I'm only asking on shooting in low-light circumstances. If you're not the one to help by giving some pointers, please just hush. Maybe you're a total 'nubee' on the definition of "Forum".

 

Hope it's time well wasted. 

Link to post
Share on other sites

Hello Justin,

 

Welcome to the Forum.

 

What kind of light meter/flash meter are you using?

 

Tripod?

 

Best Regards,

 

Michael

 

Thank you for you're message Michael, I don't use a light meter, most times I'll meter with my eyes, which is OK on a sunny, cloudy or any daylight day. But when it comes to false or bad lightning, like in this case, I think I might need a tripod indeed. 

Link to post
Share on other sites

Shoot at least a test roll in similar circumstances before the real shoot. Low light film, unless of static subjects with a tripod means grain and slow shutter speeds. I shot a lot in the 1960s in college, usually TriX developed in Acufine at EI 1200. Even so it often meant speeds to 1/15th. With practice and technique 1/15th can be reliable if your subject is still.

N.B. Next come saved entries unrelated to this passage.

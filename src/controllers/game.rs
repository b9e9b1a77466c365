use super::utils::AuthUser;

use crate::{
    codeforces,
    models::{GameRound, Guess, Room},
    notify::GameEvent,
    result::{AppError, Result},
    scoring::{self, GameMode, GuessPayload, ROUND_STATUS_ONGOING, ROUND_STATUS_SETTLED},
    AppState,
};

use axum::{
    extract::{Path, State},
    http::StatusCode,
    response::{IntoResponse, Response},
    routing::{get, post},
    Json, Router,
};
use chrono::{DateTime, Utc};
use serde::{Deserialize, Serialize};

pub fn add_routes(router: Router<AppState>) -> Router<AppState> {
    return router
        .route("/api/rooms/:id/rounds", post(start_round))
        .route("/api/rooms/:id/rounds/current", get(get_current_round))
        .route("/api/rounds/:id/guess", post(submit_guess))
        .route("/api/rounds/:id/settle", post(settle_round));
}

#[derive(Debug, Deserialize)]
#[serde(rename_all = "camelCase")]
struct StartRound {
    game_mode: String,
    penalty_coefficient: f64,
}

/// Ongoing-round view served to members: no tag/rating/pass-rate snapshot,
/// only what is safe to show before settlement.
#[derive(sqlx::FromRow, Serialize)]
#[serde(rename_all = "camelCase")]
struct RoundView {
    id: i64,
    problem_name: String,
    game_mode: String,
    penalty_coefficient: f64,
    status: String,
    started_at: DateTime<Utc>,
}

#[derive(Serialize)]
struct RoundResponse {
    round: RoundView,
}

async fn start_round(
    user: AuthUser,
    Path(room_id): Path<i64>,
    State(state): State<AppState>,
    Json(body): Json<StartRound>,
) -> Result<Response> {
    let Some(game_mode) = GameMode::parse(&body.game_mode) else {
        return Err(AppError::InvalidArgument("Invalid game mode".to_string()));
    };

    if !(body.penalty_coefficient > 0.0) {
        return Err(AppError::InvalidArgument(
            "Penalty coefficient must be positive".to_string(),
        ));
    }

    let room: Option<Room> = sqlx::query_as("SELECT * FROM rooms WHERE id = $1 AND is_active = TRUE")
        .bind(room_id)
        .fetch_optional(&state.db)
        .await?;

    let Some(room) = room else {
        return Err(AppError::NotFound("Room not found or inactive".to_string()));
    };

    if room.owner_id != user.id {
        return Err(AppError::Forbidden(
            "Only the room owner can start a round".to_string(),
        ));
    }

    let ongoing: Option<(i64,)> =
        sqlx::query_as("SELECT id FROM game_rounds WHERE room_id = $1 AND status = $2")
            .bind(room_id)
            .bind(ROUND_STATUS_ONGOING)
            .fetch_optional(&state.db)
            .await?;

    if ongoing.is_some() {
        return Err(AppError::Conflict(
            "There is already an ongoing round".to_string(),
        ));
    }

    let problem = state.archive.random_problem().await?;
    let actual_pass_rate = codeforces::pass_rate(problem.solved_count);

    // The pre-check above is advisory; the partial unique index on
    // (room_id) WHERE status = 'ongoing' decides races between concurrent
    // starts, so the loser of the race lands here as a Conflict.
    let round: RoundView = sqlx::query_as(
        r#"
INSERT INTO game_rounds
    (room_id, problem_id, problem_name, problem_tags, problem_rating,
     problem_solved_count, actual_pass_rate, game_mode, penalty_coefficient)
VALUES ($1, $2, $3, $4, $5, $6, $7, $8, $9)
RETURNING id, problem_name, game_mode, penalty_coefficient, status, started_at
        "#,
    )
    .bind(room_id)
    .bind(&problem.id)
    .bind(&problem.name)
    .bind(&problem.tags)
    .bind(problem.rating)
    .bind(problem.solved_count)
    .bind(actual_pass_rate)
    .bind(game_mode.as_str())
    .bind(body.penalty_coefficient)
    .fetch_one(&state.db)
    .await
    .map_err(|e| AppError::conflict_on_unique(e, "There is already an ongoing round"))?;

    state.notifier.broadcast_to_room(
        room_id,
        GameEvent::RoundStarted {
            round_id: round.id,
            game_mode: round.game_mode.clone(),
        },
    );

    return Ok((StatusCode::CREATED, Json(RoundResponse { round })).into_response());
}

#[derive(Serialize)]
struct CurrentRoundResponse {
    round: Option<RoundView>,
}

async fn get_current_round(
    _user: AuthUser,
    Path(room_id): Path<i64>,
    State(state): State<AppState>,
) -> Result<Json<CurrentRoundResponse>> {
    let round: Option<RoundView> = sqlx::query_as(
        r#"
SELECT id, problem_name, game_mode, penalty_coefficient, status, started_at
FROM game_rounds
WHERE room_id = $1 AND status = $2
ORDER BY started_at DESC
LIMIT 1
        "#,
    )
    .bind(room_id)
    .bind(ROUND_STATUS_ONGOING)
    .fetch_optional(&state.db)
    .await?;

    return Ok(Json(CurrentRoundResponse { round }));
}

#[derive(Debug, Deserialize)]
#[serde(rename_all = "camelCase")]
struct SubmitGuess {
    tags: Option<Vec<String>>,
    rating_min: Option<i32>,
    rating_max: Option<i32>,
    pass_rate_min: Option<f64>,
    pass_rate_max: Option<f64>,
}

#[derive(Serialize)]
struct GuessResponse {
    guess: Guess,
}

async fn submit_guess(
    user: AuthUser,
    Path(round_id): Path<i64>,
    State(state): State<AppState>,
    Json(body): Json<SubmitGuess>,
) -> Result<Response> {
    let round: Option<GameRound> =
        sqlx::query_as("SELECT * FROM game_rounds WHERE id = $1 AND status = $2")
            .bind(round_id)
            .bind(ROUND_STATUS_ONGOING)
            .fetch_optional(&state.db)
            .await?;

    let Some(round) = round else {
        return Err(AppError::NotFound(
            "Round not found or already settled".to_string(),
        ));
    };

    let member: Option<(i64,)> =
        sqlx::query_as("SELECT user_id FROM room_members WHERE room_id = $1 AND user_id = $2")
            .bind(round.room_id)
            .bind(user.id)
            .fetch_optional(&state.db)
            .await?;

    if member.is_none() {
        return Err(AppError::Forbidden(
            "You are not a member of this room".to_string(),
        ));
    }

    // A repeat submission is a duplicate before it is anything else, even
    // when its payload is malformed. The unique constraint below still
    // decides races between concurrent submissions.
    let existing: Option<(i64,)> =
        sqlx::query_as("SELECT id FROM guesses WHERE round_id = $1 AND user_id = $2")
            .bind(round_id)
            .bind(user.id)
            .fetch_optional(&state.db)
            .await?;

    if existing.is_some() {
        return Err(AppError::Conflict(
            "You have already submitted a guess for this round".to_string(),
        ));
    }

    let game_mode = GameMode::parse(&round.game_mode)
        .ok_or_else(|| anyhow::anyhow!("round {} has unknown game mode {}", round.id, round.game_mode))?;

    let payload = GuessPayload::from_parts(
        game_mode,
        body.tags,
        body.rating_min,
        body.rating_max,
        body.pass_rate_min,
        body.pass_rate_max,
    )?;

    let (guess_tags, rating_min, rating_max, pass_rate_min, pass_rate_max) = match &payload {
        GuessPayload::Tags(tags) => (Some(tags.clone()), None, None, None, None),
        GuessPayload::Rating { min, max } => (None, Some(*min), Some(*max), None, None),
        GuessPayload::PassRate { min, max } => (None, None, None, Some(*min), Some(*max)),
    };

    // UNIQUE (round_id, user_id) closes the race between concurrent
    // duplicate submissions.
    let guess: Guess = sqlx::query_as(
        r#"
INSERT INTO guesses
    (round_id, user_id, guess_tags, guess_rating_min, guess_rating_max,
     guess_pass_rate_min, guess_pass_rate_max)
VALUES ($1, $2, $3, $4, $5, $6, $7)
RETURNING *
        "#,
    )
    .bind(round_id)
    .bind(user.id)
    .bind(guess_tags)
    .bind(rating_min)
    .bind(rating_max)
    .bind(pass_rate_min)
    .bind(pass_rate_max)
    .fetch_one(&state.db)
    .await
    .map_err(|e| {
        AppError::conflict_on_unique(e, "You have already submitted a guess for this round")
    })?;

    state.notifier.broadcast_to_room(
        round.room_id,
        GameEvent::GuessSubmitted {
            round_id,
            user_id: user.id,
        },
    );

    return Ok((StatusCode::CREATED, Json(GuessResponse { guess })).into_response());
}

#[derive(sqlx::FromRow, Serialize)]
#[serde(rename_all = "camelCase")]
struct SettledGuess {
    #[sqlx(flatten)]
    #[serde(flatten)]
    guess: Guess,
    username: String,
}

#[derive(Serialize)]
#[serde(rename_all = "camelCase")]
struct SettleResults {
    problem_id: String,
    problem_name: String,
    actual_tags: Vec<String>,
    actual_rating: i32,
    actual_pass_rate: f64,
    guesses: Vec<SettledGuess>,
}

#[derive(Serialize)]
struct SettleResponse {
    results: SettleResults,
}

async fn settle_round(
    user: AuthUser,
    Path(round_id): Path<i64>,
    State(state): State<AppState>,
) -> Result<Json<SettleResponse>> {
    // Everything from the status guard to the status flip runs in one
    // transaction; any failure leaves the round ongoing with no point
    // movement.
    let mut tx = state.db.begin().await?;

    let round: Option<GameRound> =
        sqlx::query_as("SELECT * FROM game_rounds WHERE id = $1 AND status = $2 FOR UPDATE")
            .bind(round_id)
            .bind(ROUND_STATUS_ONGOING)
            .fetch_optional(&mut *tx)
            .await?;

    let Some(round) = round else {
        return Err(AppError::NotFound(
            "Round not found or already settled".to_string(),
        ));
    };

    let (owner_id,): (i64,) = sqlx::query_as("SELECT owner_id FROM rooms WHERE id = $1")
        .bind(round.room_id)
        .fetch_one(&mut *tx)
        .await?;

    if owner_id != user.id {
        return Err(AppError::Forbidden(
            "Only the room owner can settle the round".to_string(),
        ));
    }

    let game_mode = GameMode::parse(&round.game_mode)
        .ok_or_else(|| anyhow::anyhow!("round {} has unknown game mode {}", round.id, round.game_mode))?;

    let guesses: Vec<Guess> = sqlx::query_as("SELECT * FROM guesses WHERE round_id = $1 ORDER BY id")
        .bind(round_id)
        .fetch_all(&mut *tx)
        .await?;

    let mut outcomes = Vec::with_capacity(guesses.len());
    for guess in &guesses {
        let payload = GuessPayload::from_parts(
            game_mode,
            guess.guess_tags.clone(),
            guess.guess_rating_min,
            guess.guess_rating_max,
            guess.guess_pass_rate_min,
            guess.guess_pass_rate_max,
        )
        .map_err(|_| {
            AppError::Internal(anyhow::anyhow!(
                "guess {} does not match the mode of round {}",
                guess.id,
                round.id
            ))
        })?;

        outcomes.push(payload.is_correct(
            &round.problem_tags,
            round.problem_rating,
            round.actual_pass_rate,
        ));
    }

    let deltas = scoring::settlement_deltas(&outcomes, round.penalty_coefficient);

    for ((guess, correct), delta) in guesses.iter().zip(&outcomes).zip(&deltas) {
        sqlx::query("UPDATE guesses SET is_correct = $1, points_change = $2 WHERE id = $3")
            .bind(correct)
            .bind(delta)
            .bind(guess.id)
            .execute(&mut *tx)
            .await?;

        if *delta != 0.0 {
            sqlx::query("UPDATE users SET points = points + $1 WHERE id = $2")
                .bind(delta)
                .bind(guess.user_id)
                .execute(&mut *tx)
                .await?;
        }
    }

    sqlx::query("UPDATE game_rounds SET status = $1, settled_at = now() WHERE id = $2")
        .bind(ROUND_STATUS_SETTLED)
        .bind(round_id)
        .execute(&mut *tx)
        .await?;

    tx.commit().await?;

    let settled: Vec<SettledGuess> = sqlx::query_as(
        r#"
SELECT g.*, u.username
FROM guesses g
JOIN users u ON g.user_id = u.id
WHERE g.round_id = $1
ORDER BY g.id
        "#,
    )
    .bind(round_id)
    .fetch_all(&state.db)
    .await?;

    state
        .notifier
        .broadcast_to_room(round.room_id, GameEvent::RoundSettled { round_id });

    return Ok(Json(SettleResponse {
        results: SettleResults {
            problem_id: round.problem_id,
            problem_name: round.problem_name,
            actual_tags: round.problem_tags,
            actual_rating: round.problem_rating,
            actual_pass_rate: round.actual_pass_rate,
            guesses: settled,
        },
    }));
}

However, these days for what you describe I'd go digital, probably my A7 since I haven't swung an M10 yet.

Link to post
Share on other sites

Advertisement (gone after registration)

I'm only asking on shooting in low-light circumstances. If you're not the one to help

by giving some pointers, please just hush. Maybe you're a total 'nubee' on the definition of "Forum".

 

Hope it's time well wasted.

I do not think I am a nubee. Search and be happy.

 

If you cannot understand lighting as is obvious by your query, then it is also unlikely

that you would would understand our recommendations - you do not even understand the terms.

 

You will receive plenty of blind recommendations. Such is the 'net.

 

Show us your results.

Edited by pico
Link to post
Share on other sites

Thank you for you're message Michael, I don't use a light meter, most times I'll meter with my eyes, which is OK on a sunny, cloudy or any daylight day. But when it comes to false or bad lightning, like in this case, I think I might need a tripod indeed.

Use a light meter.

  • Like 1
Link to post
Share on other sites

The among of available light varies greatly even from garage to garage, so it would be very difficult for one to give you any specific setting that will guarantee to work. But...

 

It is indeed a good idea to bring a tripod. And if you don't want to bring a light meter, then perhaps bring along a digital camera and test it out before switching to film? 

Link to post
Share on other sites

Thank you for you're message Michael, I don't use a light meter, most times I'll meter with my eyes

If you can do without a meter, very good, but why ask us for advice?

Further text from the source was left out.